It’s not often I run across a YA book with such original world-building, so I’m just a little bit excited to be sharing Spellslinger by Sebastien De Castell with you today. We received our copy from Allen & Unwin for review and here’s the blurb from Goodreads:
“There are three things that earn you a man’s name among the Jan’Tep. The first is to demonstrate the strength to defend your family. The second is to prove you can perform the high magic that defines our people. The third is surviving your fourteenth year. I was a few weeks shy of my birthday when I learned that I wouldn’t be doing any of those things.”
Kellen’s dreams of becoming a powerful mage like his father are shattered after a failed magical duel results in the complete loss of his abilities. When other young mages begin to suffer the same fate, Kellen is accused of unleashing a magical curse on his own clan and is forced to flee with the help of a mysterious foreign woman who may in fact be a spy in service to an enemy country. Unsure of who to trust, Kellen struggles to learn how to survive in a dangerous world without his magic even as he seeks out the true source of the curse. But when Kellen uncovers a conspiracy hatched by members of his own clan seeking to take power, he races back to his city in a desperate bid to outwit the mages arrayed against him before they can destroy his family.
Spellslinger is heroic fantasy with a western flavour.
I know I already had you at “deadly talking squirrel cats” but this book has plenty to offer those with a penchant for stories featuring easy-to-follow world-building, an original method of magic use and subtle commentary on social hierarchies and dominant cultural myths. Kellen is days away from taking the mages’ trials, earning a mage name and upholding his family’s honour – the only problem being that he hasn’t sparked any of the bands that will allow him to perform the spells to pass the trials and so will probably end up as a servant instead. When a wanderer arrives in town and takes an interest in Kellen, events unfold that will tear the fabric of everything Kellen believes about his world.
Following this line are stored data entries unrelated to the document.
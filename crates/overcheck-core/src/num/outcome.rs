// Copyright (c) 2025 Felix Kahle.
//
// Permission is hereby granted, free of charge, to any person obtaining
// a copy of this software and associated documentation files (the
// "Software"), to deal in the Software without restriction, including
// without limitation the rights to use, copy, modify, merge, publish,
// distribute, sublicense, and/or sell copies of the Software, and to
// permit persons to whom the Software is furnished to do so, subject to
// the following conditions:
//
// The above copyright notice and this permission notice shall be
// included in all copies or substantial portions of the Software.
//
// THE SOFTWARE IS PROVIDED "AS IS", WITHOUT WARRANTY OF ANY KIND,
// EXPRESS OR IMPLIED, INCLUDING BUT NOT LIMITED TO THE WARRANTIES OF
// MERCHANTABILITY, FITNESS FOR A PARTICULAR PURPOSE AND
// NONINFRINGEMENT. IN NO EVENT SHALL THE AUTHORS OR COPYRIGHT HOLDERS BE
// LIABLE FOR ANY CLAIM, DAMAGES OR OTHER LIABILITY, WHETHER IN AN ACTION
// OF CONTRACT, TORT OR OTHERWISE, ARISING FROM, OUT OF OR IN CONNECTION
// WITH THE SOFTWARE OR THE USE OR OTHER DEALINGS IN THE SOFTWARE.

//! Outcome types of the checked operations.
//!
//! [`Checked`] carries the result of addition, subtraction, multiplication and
//! quotient-only division; [`DivRem`] carries the result of a combined
//! division. Both pair the computed value with an `exact` flag. A value that is
//! not exact must not be interpreted: for addition, subtraction and
//! multiplication it is the result wrapped modulo `2^W`, which by construction
//! never equals the true result, and for division it is zero.

use crate::num::{
    error::{ArithmeticError, Operation},
    width::FixedWidth,
};

/// A value produced by a checked operation together with its exactness.
///
/// # Examples
///
/// ```rust
/// # use overcheck_core::num::ops::checked_arithmetic::checked_add;
/// let sum = checked_add(200u8, 100);
/// assert!(!sum.is_exact());
/// assert_eq!(sum.value(), 44); // 300 mod 256
/// assert_eq!(sum.ok(), None);
///
/// let sum = checked_add(200u8, 55);
/// assert_eq!(sum.ok(), Some(255));
/// ```
///
/// Outcomes only come from checked operations; an exactness flag cannot be
/// forged from outside the crate:
///
/// ```compile_fail
/// # use overcheck_core::num::outcome::Checked;
/// let forged = Checked::new(44u8, true);
/// ```
#[derive(Debug, Clone, Copy, PartialEq, Eq, Hash)]
pub struct Checked<T> {
    value: T,
    exact: bool,
}

impl<T> Checked<T>
where
    T: Copy,
{
    /// Creates a new outcome.
    #[inline(always)]
    pub(crate) const fn new(value: T, exact: bool) -> Self {
        Self { value, exact }
    }

    /// Returns the computed value, exact or not.
    #[inline(always)]
    pub fn value(&self) -> T {
        self.value
    }

    /// Returns `true` if the value equals the true mathematical result.
    #[inline(always)]
    pub fn is_exact(&self) -> bool {
        self.exact
    }

    /// Returns the value if it is exact.
    #[inline(always)]
    pub fn ok(self) -> Option<T> {
        if self.exact { Some(self.value) } else { None }
    }

    /// Splits the outcome into `(value, exact)`.
    #[inline(always)]
    pub fn into_parts(self) -> (T, bool) {
        (self.value, self.exact)
    }
}

impl<T> Checked<T>
where
    T: FixedWidth,
{
    /// Converts the outcome into a `Result`, attaching the operation and its
    /// operands to the error.
    #[inline]
    pub fn into_result(self, operation: Operation, lhs: T, rhs: T) -> Result<T, ArithmeticError<T>> {
        if self.exact {
            Ok(self.value)
        } else {
            Err(ArithmeticError::new(operation, lhs, rhs))
        }
    }
}

impl<T> From<Checked<T>> for (T, bool)
where
    T: Copy,
{
    #[inline]
    fn from(checked: Checked<T>) -> Self {
        checked.into_parts()
    }
}

impl<T> std::fmt::Display for Checked<T>
where
    T: std::fmt::Display,
{
    fn fmt(&self, f: &mut std::fmt::Formatter<'_>) -> std::fmt::Result {
        if self.exact {
            write!(f, "{}", self.value)
        } else {
            write!(f, "{} (inexact)", self.value)
        }
    }
}

/// The quotient and remainder of a checked truncated division.
///
/// When exact, `dividend == divisor * quotient + remainder`, the remainder is
/// smaller in magnitude than the divisor and carries the dividend's sign (or
/// is zero). When not exact, quotient and remainder are both zero.
///
/// # Examples
///
/// ```rust
/// # use overcheck_core::num::ops::checked_arithmetic::checked_div_rem;
/// let dr = checked_div_rem(-7i32, 3);
/// assert_eq!(dr.ok(), Some((-2, -1)));
///
/// let dr = checked_div_rem(i32::MIN, -1);
/// assert!(!dr.is_exact());
/// assert_eq!((dr.quotient(), dr.remainder()), (0, 0));
/// ```
///
/// ```compile_fail
/// # use overcheck_core::num::outcome::DivRem;
/// let forged = DivRem::<i32>::failed();
/// ```
#[derive(Debug, Clone, Copy, PartialEq, Eq, Hash)]
pub struct DivRem<T> {
    quotient: T,
    remainder: T,
    exact: bool,
}

impl<T> DivRem<T>
where
    T: FixedWidth,
{
    /// Creates an exact outcome.
    #[inline(always)]
    pub(crate) fn new(quotient: T, remainder: T) -> Self {
        Self {
            quotient,
            remainder,
            exact: true,
        }
    }

    /// Creates the outcome of a division that has no representable result.
    #[inline(always)]
    pub(crate) fn failed() -> Self {
        Self {
            quotient: T::ZERO,
            remainder: T::ZERO,
            exact: false,
        }
    }

    /// Returns the quotient, rounded toward zero.
    #[inline(always)]
    pub fn quotient(&self) -> T {
        self.quotient
    }

    /// Returns the remainder.
    #[inline(always)]
    pub fn remainder(&self) -> T {
        self.remainder
    }

    /// Returns `true` if the division had a representable result.
    #[inline(always)]
    pub fn is_exact(&self) -> bool {
        self.exact
    }

    /// Returns `(quotient, remainder)` if the division succeeded.
    #[inline(always)]
    pub fn ok(self) -> Option<(T, T)> {
        self.exact.then_some((self.quotient, self.remainder))
    }

    /// Splits the outcome into `(quotient, remainder, exact)`.
    #[inline(always)]
    pub fn into_parts(self) -> (T, T, bool) {
        (self.quotient, self.remainder, self.exact)
    }

    /// Drops the remainder.
    #[inline(always)]
    pub fn into_quotient(self) -> Checked<T> {
        Checked::new(self.quotient, self.exact)
    }

    /// Converts the outcome into a `Result`, attaching the operands to the error.
    #[inline]
    pub fn into_result(self, dividend: T, divisor: T) -> Result<(T, T), ArithmeticError<T>> {
        self.ok()
            .ok_or_else(|| ArithmeticError::new(Operation::Div, dividend, divisor))
    }
}

impl<T> From<DivRem<T>> for (T, T, bool)
where
    T: FixedWidth,
{
    #[inline]
    fn from(div_rem: DivRem<T>) -> Self {
        div_rem.into_parts()
    }
}

impl<T> std::fmt::Display for DivRem<T>
where
    T: FixedWidth,
{
    fn fmt(&self, f: &mut std::fmt::Formatter<'_>) -> std::fmt::Result {
        if self.exact {
            write!(f, "quotient {} remainder {}", self.quotient, self.remainder)
        } else {
            write!(f, "no representable quotient")
        }
    }
}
Spellslinger is an incredibly well-paced story, with revelations about the world and its players occurring at regular intervals. The learning curve regarding understanding the Jan’Tep society is pleasantly tilted and explained within the action of the story so that the important features and history of the world are grasped quickly, without need for the reader to grope around trying to piece bits together and or wade through boring information dumps.
Kellen is a believable and likable character who realises that he must use his other skills – mostly his crafty, tricksy, strategising brain – to manage in the world as his magic deserts him. Into this strict social hierarchy comes Ferius Parfax, a wandering, card-slinging, fast-talking, ass-kicking woman who manages to avoid any stereotype relating to female characters in action stories. She is clever, cautious, compassionate and covert in equal measure and essentially performs the narrative function of holding the piece together, as well as providing the impetus for new directions at the end of the book.
The narrative balances action and danger with more philosophical questions about identity, cultural background and the injustices we perpetuate in order to maintain our own comfortable living standards. I particularly enjoyed Kellen’s convsersations with the Dowager Magus as something peculiar in YA fiction; the adult conversations and the expectation from the Dowager Magus that Kellen would rise to her expectations intellectually felt authentic and added an extra layer of gravitas to a narrative that could otherwise have descended into your typical boy-hero-saves-world story. Spellslinger is definitely a YA book that could be appreciated by adult readers in this sense.
The ending of the book leaves the way open for a completely different setting and story for the second book in the series and I am looking forward to seeing where Kellen’s path will take him.
And after all that I’m not going to tell you anything about the deadly talking squirrel cats. You’ll just have to read the book.